Ahora, después de haber leído En tierras bajas (1982) y El hombre es un gran faisán en el mundo (1986), además de algunos cuentos sueltos y un par de entrevistas con la autora, sé que el que busque algo grande y pesado en la vida y la obra de la nueva Premio Nobel se llevará un merecido chasco. Lo que hay, para empezar, es una minoría –un pequeño grupo de ciudadanos suabos, esos individuos de origen alemán que emigraron, a partir del siglo XII, a la ribera del Danubio y entre los que nació, en 1953, Müller. Lo que hay es un modesto pedazo de tierra –el Banato rumano, en la frontera con Serbia y Hungría, escenario de buena parte de sus ficciones. Lo que hay, finalmente, son lacónicas estampas de la vida de esos suabos, campesinos miserables y maltratados después de la derrota del nazismo, en la Rumania de Nicolae Ceauşescu. No mucho más que eso. Suficiente.

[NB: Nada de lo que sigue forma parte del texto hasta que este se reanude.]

//! CLI entry point for volt-runner
//!
//! # Usage
//!
//! Run a 60 s test at 12 V, printing the live feed (Ctrl-C stops it):
//! ```bash
//! volt-runner run --voltage 12 --current-limit 0.5 --duration 60
//! ```
//!
//! From another terminal:
//! ```bash
//! volt-runner watch
//! volt-runner stop
//! ```
//!
//! Summarise a finished artifact:
//! ```bash
//! volt-runner archive csv/PSU_Meter_Test_20240501_093000.csv --battery-capacity-mah 3000
//! ```

use anyhow::{bail, Context, Result};
use clap::{Parser, Subcommand};
use std::path::{Path, PathBuf};
use std::sync::Arc;
use tracing::{info, warn};
use volt_core::{
    stop_channel, AcquisitionTiming, InstrumentConnector, StatusText, StopSignal, TestConfiguration,
};
use volt_engine::{force_reset, request_stop_in_store, AcquisitionEngine, RunController};
use volt_hardware::{SerialConnector, SimulatedBench, SimulatedConnector};
use volt_runner::config::VoltConfig;
use volt_runner::logging;
use volt_runner::observer::{format_sample, format_status, Observer, ObserverUpdate};
use volt_storage::archive::list_artifacts;
use volt_storage::{Archive, MinuteWindow, SqliteStatusStore, SqliteStoreConfig, StatusStore, StoreKey};

#[derive(Parser)]
#[command(name = "volt-runner")]
#[command(about = "Timed constant-voltage load tests with energy logging", long_about = None)]
struct Cli {
    /// Configuration file (default: config/volt_runner.toml)
    #[arg(long, global = true)]
    config: Option<PathBuf>,

    /// Use the simulated bench instead of serial instruments
    #[arg(long, global = true)]
    simulate: bool,

    #[command(subcommand)]
    command: Commands,
}

#[derive(Subcommand)]
enum Commands {
    /// Start a run in this process and follow it until it ends
    Run {
        /// Target voltage in volts (0-60)
        #[arg(long)]
        voltage: Option<f64>,

        /// Current limit in amps (0-10)
        #[arg(long)]
        current_limit: Option<f64>,

        /// Test duration in seconds (1-86400)
        #[arg(long)]
        duration: Option<u32>,

        #[arg(long)]
        supply_port: Option<String>,

        #[arg(long)]
        meter_port: Option<String>,
    },

    /// Follow the current run through the status store
    Watch,

    /// Print the published run status
    Status,

    /// Ask the current run to stop
    Stop,

    /// Return the status store to Idle
    Reset {
        /// Clear the run flag even though a run is marked in progress
        #[arg(long)]
        force: bool,
    },

    /// Summarise a run artifact, or list artifacts when no file is given
    Archive {
        file: Option<PathBuf>,

        /// Window start, minutes after the first row
        #[arg(long, requires = "to_minute")]
        from_minute: Option<u32>,

        /// Window end, minutes after the first row
        #[arg(long, requires = "from_minute")]
        to_minute: Option<u32>,

        /// Nominal battery voltage for the Wh figure
        #[arg(long, default_value_t = 3.7)]
        battery_voltage: f64,

        /// Battery capacity in mAh; enables the battery life estimate
        #[arg(long)]
        battery_capacity_mah: Option<f64>,
    },
}

#[tokio::main]
async fn main() -> Result<()> {
    let cli = Cli::parse();

    let config = match &cli.config {
        Some(path) => VoltConfig::load_from(path),
        None => VoltConfig::load(),
    }
    .context("Failed to load configuration")?;
    config
        .validate()
        .map_err(anyhow::Error::msg)
        .context("Invalid configuration")?;
    logging::init_from_config(&config).map_err(anyhow::Error::msg)?;

    match cli.command {
        Commands::Run {
            voltage,
            current_limit,
            duration,
            supply_port,
            meter_port,
        } => {
            let mut test = config.test_configuration(voltage, current_limit, duration);
            if let Some(port) = supply_port {
                test.supply_port = port;
            }
            if let Some(port) = meter_port {
                test.meter_port = port;
            }
            run_test(&config, cli.simulate, test).await
        }
        Commands::Watch => watch(&config).await,
        Commands::Status => status(&config),
        Commands::Stop => stop(&config),
        Commands::Reset { force } => reset(&config, force),
        Commands::Archive {
            file,
            from_minute,
            to_minute,
            battery_voltage,
            battery_capacity_mah,
        } => {
            let window = from_minute
                .zip(to_minute)
                .map(|(from_minute, to_minute)| MinuteWindow {
                    from_minute,
                    to_minute,
                });
            archive(
                &config,
                file.as_deref(),
                window,
                battery_voltage,
                battery_capacity_mah,
            )
        }
    }
}

fn open_store(config: &VoltConfig) -> Result<Arc<SqliteStatusStore>> {
    let store = SqliteStatusStore::with_config(SqliteStoreConfig {
        path: config.storage.db_path.clone(),
        busy_timeout_ms: config.storage.busy_timeout_ms,
    })
    .with_context(|| {
        format!(
            "Failed to open status store {}",
            config.storage.db_path.display()
        )
    })?;
    Ok(Arc::new(store))
}

fn print_update(update: &ObserverUpdate) {
    for sample in &update.new_samples {
        println!("  {}", format_sample(sample));
    }
    if update.status_changed {
        println!("{}", format_status(&update.status));
    }
}

async fn run_test(
    config: &VoltConfig,
    simulate: bool,
    test: TestConfiguration,
) -> Result<()> {
    let store = open_store(config)?;
    let mut settings = config.engine_settings();
    let connector: Arc<dyn InstrumentConnector> = if simulate {
        info!(load_ohms = config.simulation.load_ohms, "Using simulated bench");
        settings.timing = AcquisitionTiming {
            observer_refresh: settings.timing.observer_refresh,
            ..AcquisitionTiming::without_settle(settings.timing.record_interval)
        };
        Arc::new(SimulatedConnector::new(SimulatedBench::new(
            config.simulation.load_ohms,
        )))
    } else {
        Arc::new(SerialConnector::new(settings.timing))
    };
    let refresh = settings.timing.observer_refresh;

    let engine = AcquisitionEngine::new(store.clone(), connector, settings);
    let controller = Arc::new(RunController::new(engine));
    controller.start(test.clone()).context("Could not start run")?;
    println!(
        "Running {:.1} V / {:.1} A for {} s (supply {}, meter {})",
        test.target_voltage,
        test.current_limit,
        test.duration_seconds,
        test.supply_port,
        test.meter_port
    );

    let interrupt = {
        let controller = controller.clone();
        tokio::spawn(async move {
            if tokio::signal::ctrl_c().await.is_ok() {
                match controller.request_stop() {
                    Ok(_) => eprintln!("Stop requested, finishing the current tick"),
                    Err(e) => warn!(error = %e, "Stop request failed"),
                }
            }
        })
    };

    let mut observer = Observer::new(store, refresh);
    observer.watch(StopSignal::never(), print_update).await?;

    let outcome = controller.wait().await?;
    interrupt.abort();

    let Some(outcome) = outcome else {
        bail!("Run task was not found after start");
    };
    if let Some(path) = &outcome.artifact_path {
        println!("Artifact: {} ({} rows)", path.display(), outcome.rows_written);
    }
    match (outcome.status, &outcome.error) {
        (StatusText::Error, Some(message)) => bail!("Run failed: {}", message),
        (StatusText::Error, None) => bail!("Run failed"),
        (status, _) => {
            println!("Run ended: {}", status);
            Ok(())
        }
    }
}

async fn watch(config: &VoltConfig) -> Result<()> {
    let store = open_store(config)?;
    let (handle, signal) = stop_channel();
    let interrupt = tokio::spawn(async move {
        if tokio::signal::ctrl_c().await.is_ok() {
            handle.stop();
        }
    });

    let mut observer = Observer::new(store, config.timing.to_timing().observer_refresh);
    let last = observer.watch(signal, print_update).await?;
    interrupt.abort();

    if !last.is_running {
        println!("No run in progress");
    }
    Ok(())
}

fn status(config: &VoltConfig) -> Result<()> {
    let store = open_store(config)?;
    let status = store.snapshot()?;
    let samples = store.read_all_samples()?;

    println!("{}", format_status(&status));
    println!("Live samples: {}", samples.len());
    if let Some(last) = samples.last() {
        println!("Latest: {}", format_sample(last));
    }
    if status.result_ready {
        println!("Result ready: {}", status.artifact_path);
    }
    if !status.is_consistent() {
        warn!(
            is_running = status.is_running,
            status = %status.status_text,
            "Store flags disagree; a worker may have died. Use `reset --force` if no run is active"
        );
    }
    Ok(())
}

fn stop(config: &VoltConfig) -> Result<()> {
    let store = open_store(config)?;
    if request_stop_in_store(store.as_ref()).context("Failed to publish stop request")? {
        println!("Stop requested; the run ends at its next tick");
    } else {
        println!("No run in progress");
    }
    Ok(())
}

fn reset(config: &VoltConfig, force: bool) -> Result<()> {
    let store = open_store(config)?;
    if store.get_flag(StoreKey::IsRunning)? && !force {
        bail!("A run is marked in progress; pass --force to clear it");
    }
    force_reset(store.as_ref()).context("Failed to reset status store")?;
    println!("Status reset to Idle");
    Ok(())
}

fn archive(
    config: &VoltConfig,
    file: Option<&Path>,
    window: Option<MinuteWindow>,
    battery_voltage: f64,
    battery_capacity_mah: Option<f64>,
) -> Result<()> {
    let Some(file) = file else {
        let dir = &config.storage.csv_dir;
        let files = list_artifacts(dir)
            .with_context(|| format!("Failed to list artifacts in {}", dir.display()))?;
        if files.is_empty() {
            println!("No artifacts in {}", dir.display());
        }
        for path in files {
            println!("{}", path.display());
        }
        return Ok(());
    };

    let archive =
        Archive::load(file).with_context(|| format!("Failed to read {}", file.display()))?;
    let summary = archive.summarize(window)?;

    println!("{} ({} rows)", archive.path().display(), summary.rows);
    if let Some(window) = window {
        println!(
            "Window: minute {} to {}",
            window.from_minute, window.to_minute
        );
    }
    let channels = [
        ("Voltage (V)", summary.voltage_v),
        ("Current (mA)", summary.current_ma),
        ("Power (mW)", summary.power_mw),
    ];
    for (label, stats) in channels {
        match stats {
            Some(stats) => println!("{:<13} {}", label, stats),
            None => println!("{:<13} no data", label),
        }
    }

    if let Some(capacity_mah) = battery_capacity_mah {
        let estimate = summary.battery_life(battery_voltage, capacity_mah)?;
        println!(
            "Battery {:.0} mAh ({:.2} Wh at {:.2} V): {:.2} h ({:.2} days)",
            capacity_mah, estimate.capacity_wh, battery_voltage, estimate.hours, estimate.days
        );
    }
    Ok(())
}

Sé, también, que lejos, bastante lejos, de estos libros están los delirios posmodernos, el optimismo del modernism o la largueza de las creaciones decimonónicas. Sé que aquí el timbre narrativo es beckettiano, que es como decir: áspero, agónico. Son pocas las palabras y a menudo parecen balbuceadas o escupidas. Son escuetos, descarnados, los párrafos y rara vez se comunican armónicamente unos con otros. Son, sobre todo, muchas y tajantes las prohibiciones que se impone Müller: la prosa no debe fluir dócilmente; la trama no debe envolver a los lectores; el tono no debe optar, nunca, por la magnificencia.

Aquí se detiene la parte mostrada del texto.